The ability of a machine to be autonomous and self-driven will be applicable across all types of environments—air, water, and land, real, and virtual. These capabilities will be implemented in various kinds of machines, including drones, vehicles, robotics, agents, and appliances. The Internet of Things (IoT) growth is also the growth of autonomous functioning, so it should not be surprising that this piece, according to Gartner, will be one of the most prevalent angles to health IT in 2019 and beyond.
Almost two-thirds of companies will expect their CIOs to update their governance policies so they can better address emergent possibilities and adapt to meet the ethical and privacy issues of machine learning and AI.
A digital twin is a virtual model of a service, product, or process that allows users to see a thing that is at least not entirely digital within a visualized digital setting. The concept of a digital twin has existed since 2002; however, according to the futurist Bernard Marr, the IoT has made the concept financially feasible to adopt. Twins are becoming important because of how they allow organizations to develop innovations, future-proof operations, reduce downtime, and solve other issues preventively, through the level of analysis that is possible when you have these two aligned physical and virtual worlds.
Gartner notes that there will be more than 20 billion IoT endpoints and sensors by 2020, and there will be digital twins for billions of these things. Companies will begin to launch digital twins in basic ways. Gradually, the implementations will become more sophisticated, optimized to meet the needs of the business by following the right parameters, using the best metrics, and tapping the right data, as well as visualizing those data in the most effective ways.
Immersive environments, hybrid ecosystems, and computer-produced sensations put both providers and their patients in alternate realities in which problems can be solved in innovative new ways. Technologies such as 360-degree immersion video and head-mounted displays (HMDs) have become more prevalent, boosting the interest in this category of tech. Physical environments and virtual environments are blending together within these immersive spaces. Peter B. Nichol notes that three types of immersion would “change the hospital experience with unparalleled possibilities.” And that’s just one segment of health care. The three types of immersion are augmented reality (simulation of data over the real environment), virtual reality (100 percent simulated environment), and mixed reality (a real environment in which virtual objects are placed).

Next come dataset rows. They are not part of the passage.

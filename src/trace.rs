use opentelemetry::{global, trace::TracerProvider as _};
use opentelemetry_otlp::{Protocol, WithExportConfig};
use opentelemetry_sdk::{
    metrics::{MeterProviderBuilder, PeriodicReader, SdkMeterProvider},
    trace::{RandomIdGenerator, SdkTracerProvider},
    Resource,
};
use tracing::Level;
use tracing_opentelemetry::{MetricsLayer, OpenTelemetryLayer};
use tracing_subscriber::{layer::SubscriberExt, util::SubscriberInitExt};

fn resource() -> Resource {
    Resource::builder().with_service_name("qwen-tts-relay").build()
}

fn init_meter_provider(url: &str) -> SdkMeterProvider {
    let exporter = opentelemetry_otlp::MetricExporter::builder()
        .with_http()
        .with_endpoint(url)
        .with_protocol(Protocol::HttpBinary)
        .with_temporality(opentelemetry_sdk::metrics::Temporality::default())
        .build()
        .unwrap();

    let reader = PeriodicReader::builder(exporter)
        .with_interval(std::time::Duration::from_secs(5))
        .build();

    let stdout_reader =
        PeriodicReader::builder(opentelemetry_stdout::MetricExporter::default()).build();

    let meter_provider = MeterProviderBuilder::default()
        .with_resource(resource())
        .with_reader(reader)
        .with_reader(stdout_reader)
        .build();

    global::set_meter_provider(meter_provider.clone());

    meter_provider
}

fn init_tracer_provider(url: &str) -> SdkTracerProvider {
    let exporter = opentelemetry_otlp::SpanExporter::builder()
        .with_http()
        .with_endpoint(url)
        .with_protocol(Protocol::HttpBinary)
        .build()
        .unwrap();

    SdkTracerProvider::builder()
        .with_id_generator(RandomIdGenerator::default())
        .with_resource(resource())
        .with_batch_exporter(exporter)
        .build()
}

pub fn init_tracing_subscriber(otel_http_url: &Option<String>) -> OtelGuard {
    let registry = tracing_subscriber::registry()
        .with(tracing_subscriber::filter::LevelFilter::from_level(
            Level::INFO,
        ))
        .with(tracing_subscriber::fmt::layer());

    if let Some(url) = otel_http_url {
        let tracer_provider = init_tracer_provider(url);
        let meter_provider = init_meter_provider(url);

        let tracer = tracer_provider.tracer("qwen-tts-relay");

        registry
            .with(MetricsLayer::new(meter_provider.clone()))
            .with(OpenTelemetryLayer::new(tracer))
            .init();

        OtelGuard {
            _tracer_provider: Some(tracer_provider),
            _meter_provider: Some(meter_provider),
        }
    } else {
        registry.init();

        OtelGuard {
            _tracer_provider: None,
            _meter_provider: None,
        }
    }
}

pub struct OtelGuard {
    _tracer_provider: Option<SdkTracerProvider>,
    _meter_provider: Option<SdkMeterProvider>,
}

Immersion continues over time in response to our use of these immersive spaces. We transition to multimodal, multichannel computing away from conceiving of separate user interfaces and devices. Integration of computing allows people to bring together environmental sensors, cars, wearable, and consumer appliances with traditional computers, via hundreds of edge devices.
Change Amid Stability
Health care is rapidly developing, and the best practices within the industry are never at a standstill. Yet many things will remain the same. After all, safeguarding data privacy via technical, administrative, and physical protections will continue to be a core concern in 2019 and beyond, not only with respect to compliance but also regarding liability and trust.
While the technologies that underscore HIPAA compliance will be implemented by the CIO, they protect the CFO’s core interest as well by safeguarding digital assets. While staying abreast of technological changes is expensive, you reduce financial risk by leveraging new innovations, both through the benefits you garner and by maintaining a competitive edge.
Moazzam Adnan Raja is a vice president at Atlantic.Net, Orlando, Fla.